CK Infrastructure offers undertakings as Australian regulator reviews APA Group bid
30 July 2018. By James Panichi.
A multi-billion dollar offer for Australian natural-gas infrastructure company APA Group from a consortium led by Hong-Kong’s CK Infrastructure has prompted Australia’s competition watchdog to examine whether the deal could lead to price increases in the markets for gas transmission, storage and distribution.
The proposed acquisition, worth A$13 billion ($9.9 billion), also prompted the Australian Competition & Consumer Commission, or ACCC, to query whether access to gas-transmission services may be affected, along with future competitive processes in the construction of pipelines.
The ACCC’s market inquiries letter, published last month, is asking for industry feedback on the unsolicited acquisition proposal. The document also reveals a number of undertakings on the part of the consortium to allay possible competition concerns.
The group of investors, referred to as the CK Consortium, is made up of CK Infrastructure Holding, or CKI, CK Asset Holdings, or CKA, and Power Assets Holdings, or PAH.
CKI is a public infrastructure company with investments in energy, transportation and water infrastructure, as well as waste management and household infrastructure. CKI is the largest overseas infrastructure investor in Australia.
The Cayman-Islands registered CKA invests in property development, hotels, infrastructure and aircraft leasing. It is part-owned by the Li family trust of businessman Li Ka-shing. PAH is owned by CK Hutchison Group, a Hong-Kong based multinational conglomerate.
The target of the proposed acquisition, APA, is listed on the Australian Securities Exchange and is a major owner and operator of natural-gas transportation and energy infrastructure across Australia.
APA’s assets include gas storage, transmission and processing infrastructure, as well as gas-fired and renewable energy-power generation businesses located across Australia. It also provides asset-management services for its own energy investments and third parties, including the consortium.
On June 13, APA announced it had received an “unsolicited, indicative non-binding proposal” from the consortium to acquire all of APA’s assets.

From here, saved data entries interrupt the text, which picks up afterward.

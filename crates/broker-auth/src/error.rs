use broker_types::ErrorCode;

#[derive(Debug, thiserror::Error)]
pub enum AuthError {
    #[error("invalid or missing credential")]
    Unauthorized,

    #[error("invalid email or password")]
    InvalidCredentials,

    #[error("password hashing failed: {0}")]
    HashingFailed(#[from] bcrypt::BcryptError),
}

impl ErrorCode for AuthError {
    fn code(&self) -> &'static str {
        match self {
            AuthError::Unauthorized => "UNAUTHORIZED",
            AuthError::InvalidCredentials => "INVALID_CREDENTIALS",
            AuthError::HashingFailed(_) => "IO_ERROR",
        }
    }
}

The statement to company shareholders said APA would undertake due diligence on the offer.
“There is no certainty that the consortium proposal will result in a transaction or, indeed, whether other offers will be made to acquire APA,” the company said in its statement to the ASX.
When calling for submissions as part of its review of the deal, the ACCC also revealed that CK Consortium had submitted an undertaking to address possible competition concerns, which would require the company to divest a number of assets in the state of Western Australia.

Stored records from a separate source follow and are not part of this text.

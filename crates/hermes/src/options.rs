//! Application options.

use std::fmt;
use std::path::PathBuf;
use std::sync::Arc;
use std::time::Duration;

use serde_json::{Map, Value};

use hermes_config::{development_mode_from_env, HermesConfig};
use hermes_core::{ContainerOptions, ServiceProvider, TargetId};
use hermes_executor::Executor;
use hermes_extract::MultipartConfig;
use hermes_metadata::MetadataArgsStorage;
use hermes_middleware::DriverOptions;
use hermes_router::RoutePath;
use hermes_server::ServerConfig;

use crate::declarations::Declarations;

/// Everything [`create_server`](crate::create_server) and friends need.
///
/// Defaults: development mode follows `HERMES_ENV` (anything but
/// `production`), the default error handler and result transforms are on,
/// no route prefix, every declared controller is registered.
///
/// ```rust,ignore
/// let options = HermesOptions::new()
///     .route_prefix("/api")
///     .declarations(Declarations::new().with(questions))
///     .container(Arc::new(container));
/// ```
#[derive(Clone)]
pub struct HermesOptions {
    container: Option<Arc<dyn ServiceProvider>>,
    container_options: ContainerOptions,
    development_mode: bool,
    default_error_handler: bool,
    use_class_transformer: bool,
    error_overriding_map: Map<String, Value>,
    route_prefix: Option<RoutePath>,
    template_dir: Option<PathBuf>,
    multipart: MultipartConfig,
    declarations: Declarations,
    controllers: Option<Vec<TargetId>>,
    server: ServerConfig,
}

impl Default for HermesOptions {
    fn default() -> Self {
        Self::new()
    }
}

impl HermesOptions {
    /// Options with the defaults listed above.
    #[must_use]
    pub fn new() -> Self {
        Self {
            container: None,
            container_options: ContainerOptions::default(),
            development_mode: development_mode_from_env(),
            default_error_handler: true,
            use_class_transformer: true,
            error_overriding_map: Map::new(),
            route_prefix: None,
            template_dir: None,
            multipart: MultipartConfig::default(),
            declarations: Declarations::new(),
            controllers: None,
            server: ServerConfig::default(),
        }
    }

    /// Options from a loaded configuration.
    ///
    /// Container, declarations and the controller filter are not part of
    /// the file format and keep their defaults.
    #[must_use]
    pub fn from_config(config: &HermesConfig) -> Self {
        let routing = &config.routing;
        let server = ServerConfig::builder()
            .addr(config.server.addr.clone())
            .shutdown_timeout(Duration::from_secs(config.server.shutdown_timeout_secs))
            .request_timeout(Duration::from_millis(config.server.request_timeout_ms))
            .body_limit(config.server.body_limit)
            .keep_alive(config.server.keep_alive)
            .build();

        Self {
            development_mode: config.development_mode(),
            default_error_handler: routing.default_error_handler,
            use_class_transformer: routing.use_class_transformer,
            error_overriding_map: routing.error_overriding_map.clone(),
            route_prefix: routing
                .route_prefix
                .as_deref()
                .filter(|prefix| !prefix.is_empty())
                .map(RoutePath::literal),
            template_dir: routing.template_dir.clone(),
            server,
            ..Self::new()
        }
    }

    /// Materializes controllers and components through `container`.
    #[must_use]
    pub fn container(mut self, container: Arc<dyn ServiceProvider>) -> Self {
        self.container = Some(container);
        self
    }

    /// How the container combines with default construction.
    #[must_use]
    pub fn container_options(mut self, options: ContainerOptions) -> Self {
        self.container_options = options;
        self
    }

    /// Include error stacks in default error bodies.
    #[must_use]
    pub fn development_mode(mut self, enabled: bool) -> Self {
        self.development_mode = enabled;
        self
    }

    /// Register the built-in error handler after custom ones.
    #[must_use]
    pub fn default_error_handler(mut self, enabled: bool) -> Self {
        self.default_error_handler = enabled;
        self
    }

    /// Apply transform directives to JSON results.
    #[must_use]
    pub fn use_class_transformer(mut self, enabled: bool) -> Self {
        self.use_class_transformer = enabled;
        self
    }

    /// Replaces the payload of errors named `name`.
    #[must_use]
    pub fn override_error(mut self, name: impl Into<String>, payload: Value) -> Self {
        self.error_overriding_map.insert(name.into(), payload);
        self
    }

    /// Replaces the whole error-overriding map.
    #[must_use]
    pub fn error_overriding_map(mut self, map: Map<String, Value>) -> Self {
        self.error_overriding_map = map;
        self
    }

    /// Joined in front of every route.
    #[must_use]
    pub fn route_prefix(mut self, prefix: impl Into<RoutePath>) -> Self {
        self.route_prefix = Some(prefix.into());
        self
    }

    /// Templates for render directives.
    #[must_use]
    pub fn template_dir(mut self, dir: impl Into<PathBuf>) -> Self {
        self.template_dir = Some(dir.into());
        self
    }

    /// Limits for `multipart/form-data` bodies.
    #[must_use]
    pub fn multipart(mut self, config: MultipartConfig) -> Self {
        self.multipart = config;
        self
    }

    /// Registrars run against the store before compilation.
    #[must_use]
    pub fn declarations(mut self, declarations: Declarations) -> Self {
        self.declarations = declarations;
        self
    }

    /// Appends one registrar.
    #[must_use]
    pub fn declare<F>(mut self, registrar: F) -> Self
    where
        F: Fn(&mut MetadataArgsStorage) + Send + Sync + 'static,
    {
        self.declarations.push(registrar);
        self
    }

    /// Registers only these controllers.
    #[must_use]
    pub fn controllers(mut self, controllers: Vec<TargetId>) -> Self {
        self.controllers = Some(controllers);
        self
    }

    /// Adds `C` to the controllers to register.
    #[must_use]
    pub fn controller<C: 'static>(mut self) -> Self {
        self.controllers
            .get_or_insert_with(Vec::new)
            .push(TargetId::of::<C>());
        self
    }

    /// Listener settings for [`create_server`](crate::create_server).
    #[must_use]
    pub fn server(mut self, config: ServerConfig) -> Self {
        self.server = config;
        self
    }

    /// Whether error stacks are included.
    #[must_use]
    pub fn is_development_mode(&self) -> bool {
        self.development_mode
    }

    /// The registrars.
    #[must_use]
    pub fn registered_declarations(&self) -> &Declarations {
        &self.declarations
    }

    /// Listener settings.
    #[must_use]
    pub fn server_config(&self) -> &ServerConfig {
        &self.server
    }

    /// Options handed to the driver at bootstrap.
    #[must_use]
    pub fn driver_options(&self) -> DriverOptions {
        DriverOptions {
            development_mode: self.development_mode,
            default_error_handler: self.default_error_handler,
            use_class_transformer: self.use_class_transformer,
            error_overriding_map: self.error_overriding_map.clone(),
            route_prefix: self.route_prefix.clone(),
            template_dir: self.template_dir.clone(),
            multipart: self.multipart,
        }
    }

    /// An executor over `storage` carrying these options.
    #[must_use]
    pub fn executor<'s>(&self, storage: &'s MetadataArgsStorage) -> Executor<'s> {
        let mut executor = Executor::new(storage)
            .with_options(self.driver_options())
            .with_container_options(self.container_options);
        if let Some(container) = &self.container {
            executor = executor.with_container(Arc::clone(container));
        }
        if let Some(controllers) = &self.controllers {
            executor = executor.with_controllers(controllers.clone());
        }
        executor
    }
}

impl fmt::Debug for HermesOptions {
    fn fmt(&self, f: &mut fmt::Formatter<'_>) -> fmt::Result {
        f.debug_struct("HermesOptions")
            .field("container", &self.container.is_some())
            .field("container_options", &self.container_options)
            .field("development_mode", &self.development_mode)
            .field("default_error_handler", &self.default_error_handler)
            .field("use_class_transformer", &self.use_class_transformer)
            .field("error_overriding_map", &self.error_overriding_map)
            .field("route_prefix", &self.route_prefix)
            .field("template_dir", &self.template_dir)
            .field("declarations", &self.declarations)
            .field("controllers", &self.controllers)
            .field("server", &self.server)
            .finish_non_exhaustive()
    }
}

#[cfg(test)]
mod tests {
    use super::*;
    use hermes_config::ConfigLoader;
    use serde_json::json;

    #[test]
    fn test_defaults() {
        let options = HermesOptions::new().development_mode(false);
        let driver = options.driver_options();
        assert!(!driver.development_mode);
        assert!(driver.default_error_handler);
        assert!(driver.use_class_transformer);
        assert!(driver.route_prefix.is_none());
        assert!(options.registered_declarations().is_empty());
        assert_eq!(options.server_config(), &ServerConfig::default());
    }

    #[test]
    fn test_builder_fills_driver_options() {
        let options = HermesOptions::new()
            .development_mode(true)
            .default_error_handler(false)
            .use_class_transformer(false)
            .route_prefix("/api")
            .template_dir("views")
            .override_error("NotFoundError", json!({ "message": "gone" }));
        let driver = options.driver_options();

        assert!(driver.development_mode);
        assert!(!driver.default_error_handler);
        assert!(!driver.use_class_transformer);
        assert_eq!(driver.route_prefix, Some(RoutePath::literal("/api")));
        assert_eq!(driver.template_dir, Some(PathBuf::from("views")));
        assert_eq!(driver.error_overriding_map["NotFoundError"]["message"], "gone");
    }

    #[test]
    fn test_from_config() {
        let config = ConfigLoader::new()
            .with_string(
                r#"
                [server]
                addr = "127.0.0.1:8088"
                request_timeout_ms = 1500
                body_limit = 512

                [routing]
                route_prefix = "/v2"
                development_mode = false
                default_error_handler = false

                [routing.error_overriding_map.ForbiddenError]
                message = "no"
                "#,
                "toml",
            )
            .unwrap()
            .load()
            .unwrap();
        let options = HermesOptions::from_config(&config);

        assert!(!options.is_development_mode());
        assert_eq!(options.server_config().addr(), "127.0.0.1:8088");
        assert_eq!(options.server_config().request_timeout(), Duration::from_millis(1500));
        assert_eq!(options.server_config().body_limit(), 512);

        let driver = options.driver_options();
        assert!(!driver.default_error_handler);
        assert_eq!(driver.route_prefix, Some(RoutePath::literal("/v2")));
        assert_eq!(driver.error_overriding_map["ForbiddenError"]["message"], "no");
    }

    #[test]
    fn test_empty_prefix_in_config_means_none() {
        let mut config = HermesConfig::default();
        config.routing.route_prefix = Some(String::new());
        assert!(HermesOptions::from_config(&config).driver_options().route_prefix.is_none());
    }

    #[test]
    fn test_controller_filter_accumulates() {
        struct First;
        struct Second;
        let options = HermesOptions::new().controller::<First>().controller::<Second>();
        assert_eq!(
            options.controllers,
            Some(vec![TargetId::of::<First>(), TargetId::of::<Second>()])
        );
    }
}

“The ACCC has…not yet formed a view as to whether any competition concerns are capable of being addressed by the proposed undertaking or any other possible remedy,” the regulator’s market inquiries letter says.
The undertakings include the divestiture of gas pipelines and storage facilities in Western Australia, as well as the transfer of personnel to conduct the divestiture and the appointment of an independent auditor to report on compliance with the undertaking.
The ACCC said it needed to ascertain whether the proposed undertakings were necessary and, if so, whether they effectively addressed competition concerns that may arise in Western Australia as a result of the deal. The regulator also called for submissions on whether there are other “areas of competitive overlap.”